Я стоял на балконе до тех пор, пока из-за второго корпуса не вывернула мамка в своем новом наряде — юбке, блузке и коротком светлом пиджачке; она миновала перекладину для сушки белья и поднималась по выложенной плитняком дорожке к входной двери: красивая походка, целенаправленная и аккуратная. Еще было время заскочить внутрь и спрятать письмо. Но я оставался на балконе, пока не услышал сначала ключ в замке, а вскоре и ее голос уже из квартиры:

— Ты картошку не ставил?

— Нет, — крикнул я в ответ. — Нам письмо. На кухонном столе лежит.

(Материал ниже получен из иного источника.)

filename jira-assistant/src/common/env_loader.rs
//! Environment variable loading utilities
//!
//! Typed lookups with fallback defaults, scoped under a common prefix
//! such as `JIRA_ASSISTANT`.

use std::env;
use std::str::FromStr;

/// Load an environment variable with a string default
pub fn load_env_string(key: &str, default: &str) -> String {
    env::var(key).unwrap_or_else(|_| default.to_string())
}

/// Load an environment variable with type conversion and default
pub fn load_env_parsed<T>(key: &str, default: T) -> T
where
    T: FromStr,
{
    env::var(key)
        .ok()
        .and_then(|v| v.parse().ok())
        .unwrap_or(default)
}

/// Load an environment variable as an `Option<T>`, ignoring empty values
pub fn load_env_optional<T>(key: &str) -> Option<T>
where
    T: FromStr,
{
    env::var(key)
        .ok()
        .filter(|v| !v.trim().is_empty())
        .and_then(|v| v.parse().ok())
}

/// Load an environment variable with validation, falling back to the default
/// when the parsed value is rejected
pub fn load_env_validated<T, F>(key: &str, default: T, validator: F) -> T
where
    T: FromStr + Clone,
    F: Fn(&T) -> bool,
{
    let value = load_env_parsed(key, default.clone());
    if validator(&value) {
        value
    } else {
        tracing::warn!("Ignoring invalid value for environment variable {}", key);
        default
    }
}

/// Builder for loading multiple environment variables with consistent prefix
#[derive(Debug)]
pub struct EnvLoader {
    prefix: String,
}

impl EnvLoader {
    /// Create a new environment loader with the given prefix
    pub fn new(prefix: &str) -> Self {
        Self {
            prefix: prefix.to_string(),
        }
    }

    fn key(&self, suffix: &str) -> String {
        format!("{}_{}", self.prefix, suffix)
    }

    /// Load a string value with default
    pub fn load_string(&self, suffix: &str, default: &str) -> String {
        load_env_string(&self.key(suffix), default)
    }

    /// Load a parsed value with default
    pub fn load_parsed<T>(&self, suffix: &str, default: T) -> T
    where
        T: FromStr,
    {
        load_env_parsed(&self.key(suffix), default)
    }

    /// Load an optional value
    pub fn load_optional<T>(&self, suffix: &str) -> Option<T>
    where
        T: FromStr,
    {
        load_env_optional(&self.key(suffix))
    }

    /// Load a validated value
    pub fn load_validated<T, F>(&self, suffix: &str, default: T, validator: F) -> T
    where
        T: FromStr + Clone,
        F: Fn(&T) -> bool,
    {
        load_env_validated(&self.key(suffix), default, validator)
    }
}
//! jira-assistant CLI library
//!
//! Command-line definitions, the command implementations and the logging
//! setup used by the `jira-assistant` binary.

/// `classify` command
pub mod classify;
/// Command-line interface definitions and argument parsing
pub mod cli;
/// CLI error type and exit code mapping
pub mod error;
/// `generate-estimation` command
pub mod estimate;
/// Exit codes used by the CLI application
pub mod exit_codes;
/// Tracing subscriber setup
pub mod logging;
/// `merge-adf` command
pub mod merge;
/// `serve` command
pub mod serve;
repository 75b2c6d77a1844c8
//! Common utilities module
//!
//! This module provides shared utilities used across the jira-assistant codebase.

/// Environment variable loading utilities
pub mod env_loader;

// Re-export commonly used items
pub use env_loader::{load_env_optional, load_env_parsed, load_env_string, EnvLoader};
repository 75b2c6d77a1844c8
//! Template suggestion tool for MCP operations
//!
//! Classifies ticket text locally; no script is run.

use crate::mcp::responses::create_json_response;
use crate::mcp::tool_registry::{BaseToolImpl, McpTool, ToolContext};
use crate::mcp::types::SuggestTemplateRequest;
use crate::mcp::utils::generate_tool_schema;
use async_trait::async_trait;
use rmcp::model::CallToolResult;
use rmcp::Error as McpError;

/// Tool for suggesting a description template
#[derive(Default)]
pub struct SuggestTemplateTool;

impl SuggestTemplateTool {
    /// Creates a new instance of the SuggestTemplateTool
    pub fn new() -> Self {
        Self
    }
}

#[async_trait]
impl McpTool for SuggestTemplateTool {
    fn name(&self) -> &'static str {
        "suggest_template"
    }

    fn description(&self) -> &'static str {
        include_str!("description.md")
    }

    fn schema(&self) -> serde_json::Value {
        generate_tool_schema::<SuggestTemplateRequest>()
    }

    async fn execute(
        &self,
        arguments: serde_json::Map<String, serde_json::Value>,
        context: &ToolContext,
    ) -> std::result::Result<CallToolResult, McpError> {
        let request: SuggestTemplateRequest = BaseToolImpl::parse_arguments(arguments)?;

        let response = context.dispatcher.suggest_template(
            &request.summary,
            request.description.as_deref(),
            request.issue_type.as_deref(),
        );
        Ok(create_json_response(&response, false))
    }
}
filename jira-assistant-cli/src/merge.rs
//! `merge-adf` command

use crate::error::CliResult;
use jira_assistant::adf;
use std::path::Path;

/// Merge `enhanced` after `original` and write the result to `output`
pub fn run_merge_adf(original: &Path, enhanced: &Path, output: &Path) -> CliResult<()> {
    let merged = adf::merge_files(original, enhanced, output)?;
    tracing::info!("Merged document has {} blocks", merged.content.len());

    println!("Wrote merged ADF to {}", output.display());
    Ok(())
}

#[cfg(test)]
mod tests {
    use super::*;
    use crate::exit_codes::{EXIT_ERROR, EXIT_WARNING};
    use serde_json::json;
    use tempfile::TempDir;

    #[test]
    fn test_merge() {
        let temp = TempDir::new().unwrap();
        let original = temp.path().join("original.json");
        let enhanced = temp.path().join("enhanced.json");
        let output = temp.path().join("merged.json");
        std::fs::write(&original, json!({"type": "doc", "version": 1, "content": []}).to_string())
            .unwrap();
        std::fs::write(
            &enhanced,
            json!({"content": [{"type": "paragraph", "content": []}]}).to_string(),
        )
        .unwrap();

        run_merge_adf(&original, &enhanced, &output).unwrap();
        assert!(output.exists());
    }

    #[test]
    fn test_invalid_document_is_exit_2() {
        let temp = TempDir::new().unwrap();
        let original = temp.path().join("original.json");
        let enhanced = temp.path().join("enhanced.json");
        std::fs::write(&original, "\"just a string\"").unwrap();
        std::fs::write(&enhanced, "{\"content\": []}").unwrap();

        let err = run_merge_adf(&original, &enhanced, &temp.path().join("out.json")).unwrap_err();
        assert_eq!(err.exit_code, EXIT_ERROR);
        assert!(err.message.contains("original"));
    }

    #[test]
    fn test_missing_file_is_exit_1() {
        let temp = TempDir::new().unwrap();
        let missing = temp.path().join("missing.json");

        let err = run_merge_adf(&missing, &missing, &temp.path().join("out.json")).unwrap_err();
        assert_eq!(err.exit_code, EXIT_WARNING);
    }
}
impl From<Node> for Value {
    fn from(node: Node) -> Self {
        let object = match node {
            Node::Heading { level, content } => {
                let mut object = with_content("heading", content);
                object.insert("attrs".to_string(), attrs("level", Value::from(level)));
                object
            }
            Node::Paragraph { content } => with_content("paragraph", content),
            Node::BulletList { content } => with_content("bulletList", content),
            Node::ListItem { content } => with_content("listItem", content),
            Node::CodeBlock { language, content } => {
                let mut object = with_content("codeBlock", content);
                if let Some(language) = language {
                    object.insert("attrs".to_string(), attrs("language", Value::from(language)));
                }
                object
            }
            Node::Text { text, marks } => {
                let mut object = typed("text");
                object.insert("text".to_string(), Value::from(text));
                if !marks.is_empty() {
                    object.insert(
                        "marks".to_string(),
                        Value::Array(marks.into_iter().map(Value::from).collect()),
                    );
                }
                object
            }
            Node::Unknown(value) => return value,
        };
        Value::Object(object)
    }
}

impl From<Value> for Mark {
    fn from(value: Value) -> Self {
        let known = value
            .as_object()
            .filter(|object| object.len() == 1)
            .and_then(|object| object.get("type"))
            .and_then(Value::as_str)
            .and_then(|kind| match kind {
                "strong" => Some(Mark::Strong),
                "em" => Some(Mark::Em),
                "code" => Some(Mark::Code),
                _ => None,
            });
        known.unwrap_or(Mark::Unknown(value))
    }
}

impl From<Mark> for Value {
    fn from(mark: Mark) -> Self {
        match mark {
            Mark::Strong => Value::Object(typed("strong")),
            Mark::Em => Value::Object(typed("em")),
            Mark::Code => Value::Object(typed("code")),
            Mark::Unknown(value) => value,
        }
    }
}

impl Serialize for Node {
    fn serialize<S: serde::Serializer>(&self, serializer: S) -> std::result::Result<S::Ok, S::Error> {
        Value::from(self.clone()).serialize(serializer)
    }
}

impl<'de> Deserialize<'de> for Node {
    fn deserialize<D: serde::Deserializer<'de>>(deserializer: D) -> std::result::Result<Self, D::Error> {
        Value::deserialize(deserializer).map(Node::from)
    }
}

/// Payload accepted by the ticketing REST API when posting a rich comment
#[derive(Debug, Clone, PartialEq, Serialize, Deserialize)]
pub struct EstimationComment {
    /// The comment document
    pub body: Document,
}

/// Build the estimation comment document.
///
/// `explanation` is carried byte-for-byte inside a `text` code block so that
/// line breaks and markup in the model output survive.
pub fn build_estimation_document(points: impl fmt::Display, explanation: &str) -> Document {
    Document::new(vec![
        Node::heading(2, vec![Node::text(ESTIMATION_HEADING)]),
        Node::paragraph(vec![
            Node::text("Estimated Effort: "),
            Node::strong(points.to_string()),
            Node::text(" Story Points"),
        ]),
        Node::bullet_list(vec![
            Node::list_item(vec![Node::paragraph(vec![Node::strong("Explanation")])]),
            Node::list_item(vec![
                Node::paragraph(vec![Node::strong("Details (verbatim):")]),
                Node::code_block("text", explanation),
            ]),
        ]),
        Node::paragraph(vec![Node::em(ESTIMATION_DISCLAIMER)]),
    ])
}

/// Build the estimation comment payload
pub fn build_estimation_comment(points: impl fmt::Display, explanation: &str) -> EstimationComment {
    EstimationComment {
        body: build_estimation_document(points, explanation),
    }
}

fn json_type_name(value: &Value) -> &'static str {
    match value {
        Value::Null => "null",
        Value::Bool(_) => "boolean",
        Value::Number(_) => "number",
        Value::String(_) => "string",
        Value::Array(_) => "array",
        Value::Object(_) => "object",
    }
}

fn ensure_document<'a>(
    value: &'a Value,
    role: &'static str,
) -> std::result::Result<&'a Map<String, Value>, AdfError> {
    let object = value.as_object().ok_or(AdfError::NotAnObject {
        role,
        found: json_type_name(value),
    })?;

    let is_doc = object.get("type").and_then(Value::as_str) == Some("doc");
    let has_content = object.get("content").is_some_and(Value::is_array);
    if is_doc || has_content {
        Ok(object)
    } else {
        Err(AdfError::NotADocument { role })
    }
}
//! `classify` command

use crate::error::{CliResult, IntoCliResult};
use jira_assistant::{Config, Dispatcher};

/// Print the suggested template for the given ticket text as JSON
pub fn run_classify(
    summary: &str,
    description: Option<&str>,
    issue_type: Option<&str>,
) -> CliResult<()> {
    let project_dir = std::env::current_dir().cli_general_error()?;
    let dispatcher = Dispatcher::new(Config::for_project(project_dir));

    let suggestion = dispatcher.suggest_template(summary, description, issue_type);
    let json = serde_json::to_string_pretty(&suggestion).cli_general_error()?;
    println!("{json}");
    Ok(())
}
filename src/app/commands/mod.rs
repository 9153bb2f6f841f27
pub mod prompt;
//! Prompt command: race the prompt, then launch on an affirmative decision.

use tracing::debug;

use crate::app::AppContext;
use crate::domain::{
    AppError, Decision, LaunchRequest, LaunchResult, PromptMode, PromptOptions, PromptOutcome,
};
use crate::ports::{ProcessSpawner, PromptPresenter};

/// A launch that was attempted after `Proceed`.
#[derive(Debug, Clone, PartialEq, Eq)]
pub struct LaunchAttempt {
    pub request: LaunchRequest,
    pub result: LaunchResult,
}

/// Everything the prompt flow produced.
#[derive(Debug, Clone, PartialEq, Eq)]
pub struct PromptReport {
    pub mode: PromptMode,
    pub outcome: PromptOutcome,
    pub decision: Decision,
    /// Set only when a Yes/No prompt ended in `Proceed`.
    pub launch: Option<LaunchAttempt>,
}

impl PromptReport {
    /// Human-readable status lines for a successful flow.
    ///
    /// Failures are not rendered here; [`PromptReport::into_result`] turns them into errors.
    pub fn status_lines(&self) -> Vec<String> {
        match (self.mode, &self.decision) {
            (_, Decision::Abort(_)) => Vec::new(),
            (PromptMode::Acknowledge, _) => {
                if self.outcome == PromptOutcome::TimedOut {
                    vec!["Message box timed out.".to_string()]
                } else {
                    vec!["OK message box closed.".to_string()]
                }
            }
            (PromptMode::YesNo, Decision::Skip) => {
                vec!["No clicked or timeout without auto-yes.".to_string()]
            }
            (PromptMode::YesNo, Decision::Proceed) => {
                let Some(attempt) = &self.launch else {
                    return Vec::new();
                };
                let mut lines = vec![format!(
                    "Yes clicked or auto-yes triggered, running executable: {}",
                    attempt.request.executable_path()
                )];
                if attempt.result.is_started() {
                    lines.push("Executable started successfully.".to_string());
                }
                lines
            }
        }
    }

    /// Surface an aborted prompt or a failed launch as an error.
    pub fn into_result(self) -> Result<Self, AppError> {
        if let Decision::Abort(reason) = &self.decision {
            return Err(AppError::Presentation(reason.clone()));
        }
        if let Some(LaunchAttempt { result: LaunchResult::Failed(reason), .. }) = &self.launch {
            return Err(AppError::Launch(reason.clone()));
        }
        Ok(self)
    }
}

/// Execute the prompt flow.
///
/// A Yes/No prompt without a launch request is rejected before anything is shown.
pub fn execute<P, S>(
    ctx: &AppContext<P, S>,
    options: &PromptOptions,
) -> Result<PromptReport, AppError>
where
    P: PromptPresenter + ?Sized + 'static,
    S: ProcessSpawner,
{
    let mode = options.spec.mode();
    if mode == PromptMode::YesNo && options.launch.is_none() {
        return Err(AppError::MissingExecutable);
    }

    let resolution = ctx.resolver().resolve(&options.spec, options.policy);

    let launch = match (mode, &resolution.decision, &options.launch) {
        (PromptMode::YesNo, Decision::Proceed, Some(request)) => {
            let result = ctx.launcher().launch(request);
            Some(LaunchAttempt { request: request.clone(), result })
        }
        _ => {
            debug!(decision = %resolution.decision, "nothing to launch");
            None
        }
    };

    Ok(PromptReport { mode, outcome: resolution.outcome, decision: resolution.decision, launch })
}
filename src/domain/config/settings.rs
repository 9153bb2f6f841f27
//! Prompt settings as read from a config file or the command line.

use serde::Deserialize;

/// Top-level layout of a msgbox config file.
#[derive(Debug, Clone, Default, Deserialize)]
#[serde(deny_unknown_fields)]
pub struct ConfigFile {
    /// Prompt settings.
    #[serde(default)]
    pub prompt: PromptSettings,
}

/// Partially specified prompt settings.
///
/// Every field is optional so that a config file and the command line can each supply
/// a subset; [`PromptSettings::or`] layers them and defaults fill the rest.
#[derive(Debug, Clone, Default, PartialEq, Eq, Deserialize)]
#[serde(deny_unknown_fields)]
pub struct PromptSettings {
    /// Text shown in the prompt body.
    pub message: Option<String>,
    /// Title of the prompt.
    pub caption: Option<String>,
    /// Seconds before the prompt times out.
    pub timeout_secs: Option<u64>,
    /// Show Yes/No buttons instead of OK.
    pub yes_no: Option<bool>,
    /// Treat a timeout as Yes.
    pub auto_yes: Option<bool>,
    /// Executable to start when the answer is Yes.
    pub executable: Option<String>,
}

impl PromptSettings {
    /// Fill unset fields from `fallback`.
    pub fn or(self, fallback: PromptSettings) -> PromptSettings {
        PromptSettings {
            message: self.message.or(fallback.message),
            caption: self.caption.or(fallback.caption),
            timeout_secs: self.timeout_secs.or(fallback.timeout_secs),
            yes_no: self.yes_no.or(fallback.yes_no),
            auto_yes: self.auto_yes.or(fallback.auto_yes),
            executable: self.executable.or(fallback.executable),
        }
    }
}
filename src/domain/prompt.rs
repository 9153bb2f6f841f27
//! Prompt domain models.

use std::fmt;
use std::time::Duration;

/// Button set offered by the prompt.
#[derive(Debug, Clone, Copy, PartialEq, Eq)]
pub enum PromptMode {
    /// Single "OK" button; any dismissal counts as acknowledgement.
    Acknowledge,
    /// Yes and No buttons.
    YesNo,
}

impl PromptMode {
    pub fn from_yes_no(yes_no: bool) -> Self {
        if yes_no { PromptMode::YesNo } else { PromptMode::Acknowledge }
    }
}

/// Everything needed to show one prompt. Immutable once built.
#[derive(Debug, Clone, PartialEq, Eq)]
pub struct PromptSpec {
    message: String,
    caption: String,
    mode: PromptMode,
    timeout: Duration,
}

impl PromptSpec {
    pub fn new(
        message: impl Into<String>,
        caption: impl Into<String>,
        mode: PromptMode,
        timeout: Duration,
    ) -> Self {
        Self { message: message.into(), caption: caption.into(), mode, timeout }
    }

    pub fn message(&self) -> &str {
        &self.message
    }

    pub fn caption(&self) -> &str {
        &self.caption
    }

    pub fn mode(&self) -> PromptMode {
        self.mode
    }

    pub fn timeout(&self) -> Duration {
        self.timeout
    }
}

/// How a single prompt invocation ended.
#[derive(Debug, Clone, PartialEq, Eq)]
pub enum PromptOutcome {
    /// User chose Yes (or acknowledged an OK prompt).
    Yes,
    /// User chose No.
    No,
    /// The timer elapsed before the user answered.
    TimedOut,
    /// The prompt could not be shown.
    PresentationFailed(String),
}

impl PromptOutcome {
    /// Restrict an outcome to what the given mode can produce.
    ///
    /// An acknowledgement prompt has no negative answer, so dismissing it is `Yes`.
    pub fn for_mode(self, mode: PromptMode) -> Self {
        match (mode, self) {
            (PromptMode::Acknowledge, PromptOutcome::No) => PromptOutcome::Yes,
            (_, outcome) => outcome,
        }
    }
}

impl fmt::Display for PromptOutcome {
    fn fmt(&self, f: &mut fmt::Formatter<'_>) -> fmt::Result {
        match self {
            PromptOutcome::Yes => write!(f, "yes"),
            PromptOutcome::No => write!(f, "no"),
            PromptOutcome::TimedOut => write!(f, "timed out"),
            PromptOutcome::PresentationFailed(reason) => {
                write!(f, "presentation failed: {}", reason)
            }
        }
    }
}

Тишина затянулась. Наконец она вышла на балкон с письмом в одной руке и чашкой кофе в другой, села на складной стул, а ноги положила на табуретку, на которую я вставал, когда в детстве мыл посуду. Она уже побывала в ванной и смыла косметику и, возможно, не только ее, потому что она уже давно перестала показываться мне в слезах; она была красивой, успешной женщиной с подправленным детством, директор филиала, с порядком в бухгалтерских делах — и вообще в полном порядке, на взгляд жильца из дальнего угла съемной комнаты.

— Господи, — сказала она, не поднимая глаз от письма.

— Ты собираешься ей отвечать? — спросил я, когда продолжения не последовало.

— Разумеется.

— Я имею в виду — ты собираешься ответить на ее вопрос?

— Разумеется, — повторила она. И перечитала письмо еще раз.

— И что ты думаешь ответить?

Она подняла глаза, но на меня не посмотрела.

— Ей и тут тоже могло быть хорошо, — сказала она задумчиво. — Но я этого тогда не знала. Поэтому я, может быть, ничего и не сделала...

— Так это что, хорошо, что ее забрали?

— Я этого не говорила, — сказала она, поднялась и вцепилась руками в балконную решетку, устремив взгляд на гору Эсси. — Просто по бумагам у нас все было хуже некуда.

Я обернулся. И теперь она смотрела на меня.

— Они о нас знали всё.

— Чего?

Опять то же выражение, которое появляется у нее на лице, когда я не понимаю очевидного.

— Жилец? — понял я, однако. Она кивнула.

— Не знаю уж, что он думал. Но я пробовала... ее искать — один раз.

— И ничего мне не рассказала?

— Ты же был еще совсем ребенок, Финн.

Я задумался над тем, был ли я когда-нибудь ребенком, и отметил при этом, что никто из нас не называл жильца по имени с тех пор, как он от нас съехал; но я, собственно, всегда знал, что Кристиан — трамвайный кондуктор и моряк, инструментальщик, строительный рабочий и предприниматель, владелец палатки и философ износа в поплиновом пальто, — Кристиан даже и на лыжах не мог плюхнуться так, чтобы из него не высыпалась вся правда.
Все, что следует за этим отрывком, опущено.